Makineyi "anlamak" amacıyla başka testler ve çalışmalar yapıldı. Jason Yosinski beyinde sıkışmış bir sonda gibi davranan, herhangi bir yapay nöronu hedef alan ve onu en güçlü şekilde harekete geçiren görüntüyü arayan bir araç yarattı. Son deneyde, ağın suçüstü "gözlenmesi" sonucunda soyut görüntüler ortaya çıktı ve bu da sistemde gerçekleşen süreçleri daha da gizemli hale getirdi.

Bununla birlikte, birçok bilim insanı için böyle bir çalışma bir yanlış anlamadır, çünkü onların görüşüne göre, sistemi anlamak, daha yüksek bir karmaşık karar verme düzeninin kalıplarını ve mekanizmalarını tanımak için, tüm hesaplama etkileşimleri derin bir sinir ağı içinde. Matematiksel fonksiyonlar ve değişkenlerden oluşan dev bir labirent. Şu anda bizim için anlaşılmaz.

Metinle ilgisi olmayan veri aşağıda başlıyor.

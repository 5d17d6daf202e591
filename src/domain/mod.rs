//! Domain layer - The tag index and its query language

pub mod index;
pub mod query;

pub use index::TaggedIndex;
pub use query::TagQuery;
//! Infrastructure layer - Configuration, manifests and workspace discovery

pub mod config;
pub mod manifest;
pub mod repository;

pub use config::Config;
pub use manifest::Manifest;
pub use repository::{FileSystemRepository, TagRepository};
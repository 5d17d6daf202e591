use clap::Parser;
use tagdex::application::{
    init::init, load_index, ConfigService, LookupService, QueryService, SetOperation,
};
use tagdex::cli::{format_tag_list, format_value_list, Cli, Commands};
use tagdex::error::TagdexError;
use tagdex::infrastructure::{Config, FileSystemRepository, TagRepository};

fn main() {
    let cli = Cli::parse();

    tagdex::logging::init(&startup_log_level());

    match run(cli) {
        Ok(_) => std::process::exit(0),
        Err(e) => {
            eprintln!("Error: {}", e.display_with_suggestions());
            std::process::exit(e.exit_code());
        }
    }
}

/// Workspace log level if one is discoverable, otherwise the default
fn startup_log_level() -> String {
    FileSystemRepository::discover()
        .and_then(|repo| repo.load_config())
        .map(|config| config.log_level)
        .unwrap_or_else(|_| Config::default().log_level)
}

fn run(cli: Cli) -> Result<(), TagdexError> {
    let manifest = cli.manifest.as_deref();

    match cli.command {
        Commands::Init { path } => {
            let manifest_path = init(&path)?;
            println!("Initialized tagdex workspace at {}", path.display());
            println!("Manifest: {}", manifest_path.display());
            Ok(())
        }
        Commands::Config { key, value, list } => {
            let repo = FileSystemRepository::discover()?;
            let service = ConfigService::new(repo);

            if list {
                let config = service.list()?;
                println!("manifest = {}", config.manifest.display());
                println!("case_insensitive = {}", config.case_insensitive);
                println!("log_level = {}", config.log_level);
            } else if let Some(k) = key {
                if let Some(v) = value {
                    service.set(&k, &v)?;
                    println!("Set {} = {}", k, v);
                } else {
                    println!("{}", service.get(&k)?);
                }
            } else {
                println!("Usage: tagdex config [--list | <key> [<value>]]");
                println!("Valid keys: manifest, case_insensitive, log_level");
            }
            Ok(())
        }
        Commands::Tags { of } => {
            let service = LookupService::new(load_index(manifest)?);
            print!("{}", format_tag_list(&service.tags(of.as_deref())));
            Ok(())
        }
        Commands::Values { tag } => {
            let service = LookupService::new(load_index(manifest)?);
            print!("{}", format_value_list(&service.values(tag.as_deref())));
            Ok(())
        }
        Commands::Has { value, tags } => {
            let service = LookupService::new(load_index(manifest)?);
            println!("{}", service.has_tags(&value, &tags));
            Ok(())
        }
        Commands::Query { expression } => {
            let service = QueryService::new(load_index(manifest)?);
            print!("{}", format_value_list(&service.execute(&expression)?));
            Ok(())
        }
        Commands::Intersect { tags } => lookup(manifest, SetOperation::Intersect(tags)),
        Commands::Union { tags } => lookup(manifest, SetOperation::Union(tags)),
        Commands::Exact { tags } => lookup(manifest, SetOperation::Exact(tags)),
        Commands::Difference { from, excluding } => {
            lookup(manifest, SetOperation::Difference { from, excluding })
        }
        Commands::Complement { tag } => lookup(manifest, SetOperation::Complement(tag)),
        Commands::Symdiff { tags } => lookup(manifest, SetOperation::SymmetricDifference(tags)),
    }
}

fn lookup(manifest: Option<&std::path::Path>, operation: SetOperation) -> Result<(), TagdexError> {
    let service = LookupService::new(load_index(manifest)?);
    print!("{}", format_value_list(&service.execute(&operation)));
    Ok(())
}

Bilgisayar açılmıyor mu? Niye ya?

Gelişmiş yapay zeka sistemlerinin karar verme mekanizmalarını anlamak neden önemlidir? Hangi mahkumların şartlı tahliye ile serbest bırakılabileceğini, kimlere kredi verilebileceğini ve kimlerin iş bulabileceğini belirlemek için matematiksel modeller halihazırda kullanılıyor. İlgilenenler neden başka bir karar değil de bu kararın alındığını, gerekçesinin ve mekanizmasının ne olduğunu bilmek isterler.

Nisan 2017'de MIT Technology Review'da itiraf etti. Tommy Yaakkola, makine öğrenimi uygulamaları üzerinde çalışan bir MIT profesörü. -.

Yapay zeka sistemlerinin karar verme mekanizmasını inceleme ve anlama yeteneğinin temel bir insan hakkı olduğu konusunda yasal ve politik bir konum bile var.

2018'den bu yana AB, şirketlerin otomatik sistemler tarafından alınan kararlar hakkında müşterilerine açıklama yapmalarını zorunlu kılmak için çalışıyor. Bunun, reklam göstermek veya şarkı önermek için derin bilimi kullanan uygulamalar ve web siteleri gibi nispeten basit görünen sistemlerde bile bazen mümkün olmadığı ortaya çıktı.

Bu servisleri çalıştıran bilgisayarlar kendileri programlıyor ve bizim anlayamadığımız şekillerde yapıyorlar... Bu uygulamaları yaratan mühendisler bile nasıl çalıştığını tam olarak açıklayamıyorlar.